Assignment:
Show only those lines of the entries where the string "StructuralConflict" is found.

Source data:
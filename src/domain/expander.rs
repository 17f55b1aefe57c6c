// SPDX-License-Identifier: MIT OR Apache-2.0

//! Dotted-key expansion.
//!
//! Manifests are often authored with flat, dot-delimited keys:
//!
//! ```yaml
//! FunctionConfiguration:
//!   Environment.Variables.STAGE: prod
//!   Environment.Variables.REGION: eu-west-1
//! ```
//!
//! Provider calls need the nested form instead:
//!
//! ```yaml
//! FunctionConfiguration:
//!   Environment:
//!     Variables:
//!       STAGE: prod
//!       REGION: eu-west-1
//! ```
//!
//! The [`Expander`] performs that rewrite over a whole [`ConfigValue`] tree.
//! Mapping values and sequence elements are expanded recursively; scalars are
//! returned unchanged.
//!
//! # Collision rules
//!
//! Keys are processed in mapping order. When a key's path reaches a position
//! that is already occupied:
//!
//! - an intermediate segment must hold a mapping, otherwise the key is a
//!   [`ManifestError::StructuralConflict`];
//! - at the final segment a mapping merges into an existing mapping key by key,
//!   any value replaces an existing non-mapping (last key wins), and a
//!   non-mapping replacing an existing mapping is a
//!   [`ManifestError::StructuralConflict`].

use crate::domain::config_value::{ConfigMap, ConfigValue};
use crate::domain::errors::{ConflictReason, ManifestError, Result};
use crate::domain::key_path::{DocumentPath, DottedKey};

/// Default nesting limit, matching the recursion limit of the YAML parser.
pub const DEFAULT_MAX_DEPTH: usize = 128;

/// Expands dot-delimited mapping keys into nested mappings.
///
/// The expander is stateless apart from its depth limit and never mutates its
/// input: it takes ownership of the document and builds a new one.
///
/// # Examples
///
/// ```
/// use fnmanifest::domain::config_value::ConfigValue;
/// use fnmanifest::domain::expander::Expander;
///
/// let raw = ConfigValue::mapping([("a.b.c", 1)]);
/// let expanded = Expander::new().expand(raw).unwrap();
///
/// let nested = ConfigValue::mapping([(
///     "a",
///     ConfigValue::mapping([("b", ConfigValue::mapping([("c", 1)]))]),
/// )]);
/// assert_eq!(expanded, nested);
/// ```
#[derive(Debug, Clone, Copy, PartialEq, Eq)]
pub struct Expander {
    max_depth: usize,
}

impl Expander {
    /// Creates an expander with the default nesting limit.
    pub fn new() -> Self {
        Self {
            max_depth: DEFAULT_MAX_DEPTH,
        }
    }

    /// Sets the nesting limit.
    ///
    /// A value that would land more than `max_depth` steps below the root of
    /// the expanded document makes expansion fail with
    /// [`ManifestError::NestingTooDeep`]. Every segment of a dotted key counts
    /// as one step.
    pub fn with_max_depth(mut self, max_depth: usize) -> Self {
        self.max_depth = max_depth;
        self
    }

    /// Returns the nesting limit.
    pub fn max_depth(&self) -> usize {
        self.max_depth
    }

    /// Expands every dotted key in `value`.
    ///
    /// # Errors
    ///
    /// * [`ManifestError::MalformedKey`] - a key is empty or has an empty segment
    /// * [`ManifestError::StructuralConflict`] - a key collides with an existing value
    /// * [`ManifestError::NestingTooDeep`] - the document exceeds the nesting limit
    pub fn expand(&self, value: ConfigValue) -> Result<ConfigValue> {
        tracing::trace!(max_depth = self.max_depth, "expanding configuration document");
        let mut path = DocumentPath::root();
        self.expand_at(value, 0, &mut path)
    }

    // `depth` is the position of `value` in the expanded output, not in the input
    fn expand_at(
        &self,
        value: ConfigValue,
        depth: usize,
        path: &mut DocumentPath,
    ) -> Result<ConfigValue> {
        if depth > self.max_depth {
            return Err(ManifestError::NestingTooDeep {
                path: path.to_string(),
                limit: self.max_depth,
            });
        }

        match value {
            ConfigValue::Mapping(map) => self
                .expand_mapping(map, depth, path)
                .map(ConfigValue::Mapping),
            ConfigValue::Sequence(items) => {
                let mut expanded = Vec::with_capacity(items.len());
                for (index, item) in items.into_iter().enumerate() {
                    path.push_index(index);
                    let item = self.expand_at(item, depth + 1, path);
                    path.pop();
                    expanded.push(item?);
                }
                Ok(ConfigValue::Sequence(expanded))
            }
            scalar => Ok(scalar),
        }
    }

    fn expand_mapping(
        &self,
        map: ConfigMap,
        depth: usize,
        path: &mut DocumentPath,
    ) -> Result<ConfigMap> {
        let mut result = ConfigMap::new();

        for (key, value) in map {
            let key = DottedKey::from(key);
            let segments = key.segments().ok_or_else(|| ManifestError::MalformedKey {
                key: key.to_string(),
                path: path.to_string(),
            })?;

            // checked before any nested mapping is built for the key
            path.push_key(key.as_str());
            let value = self.expand_at(value, depth + segments.len(), path);
            path.pop();

            insert_at_path(&mut result, &segments, value?, key.as_str(), path)?;
        }

        Ok(result)
    }
}

impl Default for Expander {
    fn default() -> Self {
        Self::new()
    }
}

/// Expands `value` with the default nesting limit.
///
/// # Examples
///
/// ```
/// use fnmanifest::domain::config_value::ConfigValue;
/// use fnmanifest::domain::expander::expand;
///
/// let expanded = expand(ConfigValue::mapping([("a.b", 1), ("a.c", 2)])).unwrap();
/// let a = expanded.as_mapping().unwrap().get("a").unwrap();
/// assert_eq!(a, &ConfigValue::mapping([("b", 1), ("c", 2)]));
/// ```
pub fn expand(value: ConfigValue) -> Result<ConfigValue> {
    Expander::new().expand(value)
}

fn insert_at_path(
    target: &mut ConfigMap,
    segments: &[&str],
    value: ConfigValue,
    key: &str,
    path: &DocumentPath,
) -> Result<()> {
    let Some((last, parents)) = segments.split_last() else {
        return Err(ManifestError::MalformedKey {
            key: key.to_string(),
            path: path.to_string(),
        });
    };

    let mut current = target;
    for segment in parents {
        current = descend(current, segment, key, path)?;
    }
    assign(current, last, value, key, path)
}

fn descend<'m>(
    map: &'m mut ConfigMap,
    segment: &str,
    key: &str,
    path: &DocumentPath,
) -> Result<&'m mut ConfigMap> {
    if !map.contains_key(segment) {
        map.insert(segment, ConfigValue::Mapping(ConfigMap::new()));
    }

    match map.get_mut(segment) {
        Some(ConfigValue::Mapping(child)) => Ok(child),
        _ => Err(conflict(key, segment, path, ConflictReason::NotAMapping)),
    }
}

fn assign(
    map: &mut ConfigMap,
    segment: &str,
    value: ConfigValue,
    key: &str,
    path: &DocumentPath,
) -> Result<()> {
    match map.get_mut(segment) {
        Some(ConfigValue::Mapping(existing)) => match value {
            ConfigValue::Mapping(incoming) => {
                // incoming is already expanded, so its keys are plain segments
                for (child_key, child_value) in incoming {
                    assign(existing, &child_key, child_value, key, path)?;
                }
                Ok(())
            }
            _ => Err(conflict(key, segment, path, ConflictReason::ReplacesMapping)),
        },
        Some(slot) => {
            *slot = value;
            Ok(())
        }
        None => {
            map.insert(segment, value);
            Ok(())
        }
    }
}

fn conflict(
    key: &str,
    segment: &str,
    path: &DocumentPath,
    reason: ConflictReason,
) -> ManifestError {
    ManifestError::StructuralConflict {
        key: key.to_string(),
        segment: segment.to_string(),
        path: path.to_string(),
        reason,
    }
}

Reply to the task:
//!   [`ManifestError::StructuralConflict`];
//!   [`ManifestError::StructuralConflict`].
    /// * [`ManifestError::StructuralConflict`] - a key collides with an existing value
    ManifestError::StructuralConflict {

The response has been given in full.